今年邻家树上的枇杷格外的成熟,金灿灿的像黄金球一样簇拥在一起挂在树枝上,可把我们家里人馋到了。母亲分析说:“可能冯师傅是到上海去了,所以没人摘。”弟弟和母亲开玩笑说:“你碰到他儿子跟他讲,枇杷都熟透了,再不摘都要掉光了,若实在没空我们帮他摘。”前两天下班回家,客厅里一塑料袋枇杷。母亲说:“这是隔壁冯师傅的儿子,今天送过来的。”枇杷个头挺大,都熟透了,不用洗,皮一剥直接可以吃,水份足,比较甜,微酸。那天晚上一家人或坐个小板凳,或坐在地板上,围在一起剥枇杷,母亲提议我们赶紧管隔壁要一棵树苗,两三年时间就能结果子。大家齐声拥护说:“好呀”!我提议搞个大瓷缸来移动栽种,哪里太阳好,往哪里挪,生长的岂不是更快。

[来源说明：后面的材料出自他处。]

//! Client handles.
//!
//! A [`Client`] is what the transport hands to the mesh when a connection is
//! admitted. The outbound sink stays owned by the transport; the handle only
//! keeps a weak sender, so a dropped connection shows up as a failed delivery
//! instead of a dangling reference.

use crate::room::{try_push, Delivery};
use sockit_protocol::Message;
use std::sync::Arc;
use tokio::sync::mpsc;

/// Outbound sink type owned by the transport.
pub type ClientSink = mpsc::Sender<Arc<Message>>;

/// An opaque reference to a connected peer.
#[derive(Debug, Clone)]
pub struct Client {
    slug: String,
    auth_metadata: Vec<String>,
    sink: mpsc::WeakSender<Arc<Message>>,
}

impl Client {
    /// Create a client handle over a transport-owned sink.
    #[must_use]
    pub fn new(slug: impl Into<String>, auth_metadata: Vec<String>, sink: &ClientSink) -> Self {
        Self {
            slug: slug.into(),
            auth_metadata,
            sink: sink.downgrade(),
        }
    }

    /// Get the client slug.
    #[must_use]
    pub fn slug(&self) -> &str {
        &self.slug
    }

    /// Get the opaque auth metadata attached by the transport.
    #[must_use]
    pub fn auth_metadata(&self) -> &[String] {
        &self.auth_metadata
    }

    /// Check whether the transport still holds the sink open.
    #[must_use]
    pub fn is_connected(&self) -> bool {
        self.sink.upgrade().is_some_and(|tx| !tx.is_closed())
    }

    /// Check whether this handle writes into `sink`.
    #[must_use]
    pub fn uses_sink(&self, sink: &ClientSink) -> bool {
        self.sink.upgrade().is_some_and(|tx| tx.same_channel(sink))
    }

    /// Try to hand a message to the client's transport without waiting.
    ///
    /// A sink the transport has already dropped reports [`Delivery::Closed`].
    pub fn try_deliver(&self, message: Arc<Message>) -> Delivery {
        match self.sink.upgrade() {
            Some(tx) => try_push(&tx, message),
            None => Delivery::Closed,
        }
    }
}
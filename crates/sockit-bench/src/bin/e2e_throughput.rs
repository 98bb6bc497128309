//! End-to-end throughput benchmark for sockit.
//!
//! Connects websocket clients to a running server, joins them all to one
//! room and measures how many broadcast messages come back.
//!
//! ```bash
//! sockit &
//! e2e_throughput 16 ws://127.0.0.1:8080/ws
//! ```

use futures_util::{SinkExt, StreamExt};
use sockit_bench::{sample_message, setup_then_wait};
use sockit_protocol::{codec, Message};
use std::sync::atomic::{AtomicU64, Ordering};
use std::sync::Arc;
use std::time::{Duration, Instant};
use tokio::net::TcpStream;
use tokio::sync::Barrier;
use tokio_tungstenite::{
    connect_async, tungstenite::Message as WsMessage, MaybeTlsStream, WebSocketStream,
};

const DEFAULT_URL: &str = "ws://127.0.0.1:8080/ws";
const ROOM: &str = "benchmark";
const WARMUP_SECS: u64 = 2;
const BENCH_SECS: u64 = 10;

type BoxError = Box<dyn std::error::Error + Send + Sync>;
type WsStream = WebSocketStream<MaybeTlsStream<TcpStream>>;

#[tokio::main]
async fn main() {
    let args: Vec<String> = std::env::args().collect();
    let num_clients = args.get(1).and_then(|s| s.parse().ok()).unwrap_or(16);
    let url = args.get(2).cloned().unwrap_or_else(|| DEFAULT_URL.to_string());

    println!("sockit end-to-end throughput benchmark");
    println!("server: {url} (start it first: cargo run --release --bin sockit)");
    println!();

    run_room_benchmark(num_clients, url).await;
}

async fn run_room_benchmark(num_clients: usize, url: String) {
    println!("Room broadcast: {} clients in '{}'", num_clients, ROOM);
    println!("Warmup: {}s, measurement: {}s", WARMUP_SECS, BENCH_SECS);

    let message_count = Arc::new(AtomicU64::new(0));
    let barrier = Arc::new(Barrier::new(num_clients + 1));

    let mut handles = Vec::new();
    for client_id in 0..num_clients {
        let count = Arc::clone(&message_count);
        let barrier = Arc::clone(&barrier);
        let url = format!("{url}?slug=bench-{client_id}");

        handles.push(tokio::spawn(async move {
            if let Err(e) = run_client(&url, count, barrier).await {
                eprintln!("Client {} error: {}", client_id, e);
            }
        }));
    }

    barrier.wait().await;
    println!("All {} clients joined", num_clients);

    tokio::time::sleep(Duration::from_secs(WARMUP_SECS)).await;

    message_count.store(0, Ordering::SeqCst);
    let start = Instant::now();
    tokio::time::sleep(Duration::from_secs(BENCH_SECS)).await;

    let elapsed = start.elapsed();
    let total_messages = message_count.load(Ordering::SeqCst);
    let msgs_per_sec = total_messages as f64 / elapsed.as_secs_f64();

    println!();
    println!("clients:        {:>10}", num_clients);
    println!("duration:       {:>10.2}s", elapsed.as_secs_f64());
    println!("received:       {:>10}", total_messages);
    println!("throughput:     {:>10.0} msg/s", msgs_per_sec);
    println!(
        "per client:     {:>10.0} msg/s",
        msgs_per_sec / num_clients as f64
    );

    for handle in handles {
        handle.abort();
    }
}

fn text_frame(message: &Message) -> Result<WsMessage, BoxError> {
    let data = codec::encode(message)?;
    Ok(WsMessage::Text(String::from_utf8(data.to_vec())?))
}

async fn connect_and_join(url: &str) -> Result<WsStream, BoxError> {
    let (mut ws, _) = connect_async(url).await?;
    ws.send(text_frame(&Message::to_room("join-room", ROOM))?)
        .await?;
    Ok(ws)
}

async fn run_client(
    url: &str,
    message_count: Arc<AtomicU64>,
    barrier: Arc<Barrier>,
) -> Result<(), BoxError> {
    let ws = setup_then_wait(connect_and_join(url), &barrier).await?;
    let (mut sender, mut receiver) = ws.split();

    let publish = text_frame(&sample_message(ROOM, 64))?;

    let recv_task = tokio::spawn(async move {
        while let Some(result) = receiver.next().await {
            if let Ok(WsMessage::Text(text)) = result {
                if codec::decode(text.as_bytes()).is_ok() {
                    message_count.fetch_add(1, Ordering::Relaxed);
                }
            }
        }
    });

    loop {
        if sender.send(publish.clone()).await.is_err() {
            break;
        }
        tokio::task::yield_now().await;
    }

    recv_task.abort();
    Ok(())
}
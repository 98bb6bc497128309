//! Per-room behavior.
//!
//! The mesh starts one [`RoomBehavior::run`] task per room, exactly once, as
//! soon as the room is registered. The task owns the room's queues and is
//! expected to return once the room is torn down.

use crate::mesh::Mesh;
use crate::room::{Delivery, Room, RoomInput};
use async_trait::async_trait;
use tracing::{debug, trace, warn};

/// Domain logic attached to every room.
#[async_trait]
pub trait RoomBehavior: Send + Sync + 'static {
    /// Drive a room until its teardown signal fires.
    async fn run(&self, room: Room, mesh: Mesh);
}

/// Fans every room message out to the room's current members.
///
/// The sender does not get its own message back. Members whose outbound sink
/// is full miss the message.
#[derive(Debug, Clone, Copy, Default)]
pub struct BroadcastBehavior;

#[async_trait]
impl RoomBehavior for BroadcastBehavior {
    async fn run(&self, mut room: Room, _mesh: Mesh) {
        debug!(room = %room.slug(), id = room.id(), "Broadcast behavior started");

        while let Some(input) = room.recv().await {
            match input {
                RoomInput::Message(message) => {
                    let mut recipients = 0usize;
                    for (slug, client) in room.members() {
                        if slug == message.sender {
                            continue;
                        }
                        match client.try_deliver(message.clone()) {
                            Delivery::Accepted => recipients += 1,
                            Delivery::Full => {
                                warn!(room = %room.slug(), client = %slug, "Client sink full, dropping message");
                            }
                            Delivery::Closed => {
                                trace!(room = %room.slug(), client = %slug, "Client gone, skipping");
                            }
                        }
                    }
                    trace!(
                        room = %room.slug(),
                        action = %message.action,
                        recipients,
                        "Broadcast message"
                    );
                }
                RoomInput::Event(event) => {
                    trace!(room = %room.slug(), client = %event.client, kind = %event.kind, "Membership event");
                }
            }
        }

        debug!(room = %room.slug(), "Broadcast behavior stopped");
    }
}
//! # sockit-core
//!
//! Room membership and message routing for the sockit realtime mesh.
//!
//! This crate provides the fundamental building blocks:
//!
//! - **Mesh** - The coordinator owning clients, rooms and memberships
//! - **Room** - A named group of clients with its own queues and lifecycle
//! - **Client** - A weak handle onto a transport-owned connection
//! - **RoomBehavior** - Per-room domain logic, started once per room
//! - **MembershipEvent** - Join/leave notifications
//!
//! ## Architecture
//!
//! ```text
//! ┌─────────────┐ register/join ┌─────────────┐ messages/events ┌──────────────┐
//! │  Transport  │──────────────▶│    Mesh     │────────────────▶│ RoomBehavior │
//! └─────────────┘    submit     └─────────────┘   (per room)    └──────────────┘
//!                                      │
//!                                      ▼
//!                               ┌─────────────┐
//!                               │ Event feed  │
//!                               └─────────────┘
//! ```

pub mod behavior;
pub mod client;
pub mod event;
pub mod mesh;
mod registry;
pub mod room;

pub use behavior::{BroadcastBehavior, RoomBehavior};
pub use client::{Client, ClientSink};
pub use event::{MembershipEvent, MembershipEventKind};
pub use mesh::{Mesh, MeshConfig, MeshError, MeshStats, RoomInfo, GLOBAL_ROOM};
pub use room::{Delivery, Members, Room, RoomInput};
pub use sockit_protocol::Message;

次日清晨,目光穿过后窗,见枇杷树稍高处还有很多枇杷没有采摘完。可能因为太高了,摘不到吧!又两三日,起床刷牙时习惯性往窗外瞅一瞅,忽见枇杷树上有个瘦小的男人,像练了轻功似的,轻飘的站在枇杷树细枝上,不慌不忙,很飘逸的在采摘枇杷。定睛一看,哦!原来是冯师傅回来了。家里人上班,上学,各自赶忙出门,唯有母亲一个人在家里。老冯采摘完枇杷又提了一袋上我们家,按下院子门铃,很久没反应。他确定这时母亲应该在家里,便折回家里拿梯子爬到院墙上方,再站在院墙上把梯子提到东边,下到我的院子里来,母亲在厨房听到有人在喊她,便忙迎出来。老冯放下枇杷,寒暄几句,仍爬到梯子上,翻墙折回他的院子里。母亲见此情景不知所措,感叹道:“他身体真是矫健灵敏,七十多岁的人,还能像个猴子一样爬树上墙窜来窜去。”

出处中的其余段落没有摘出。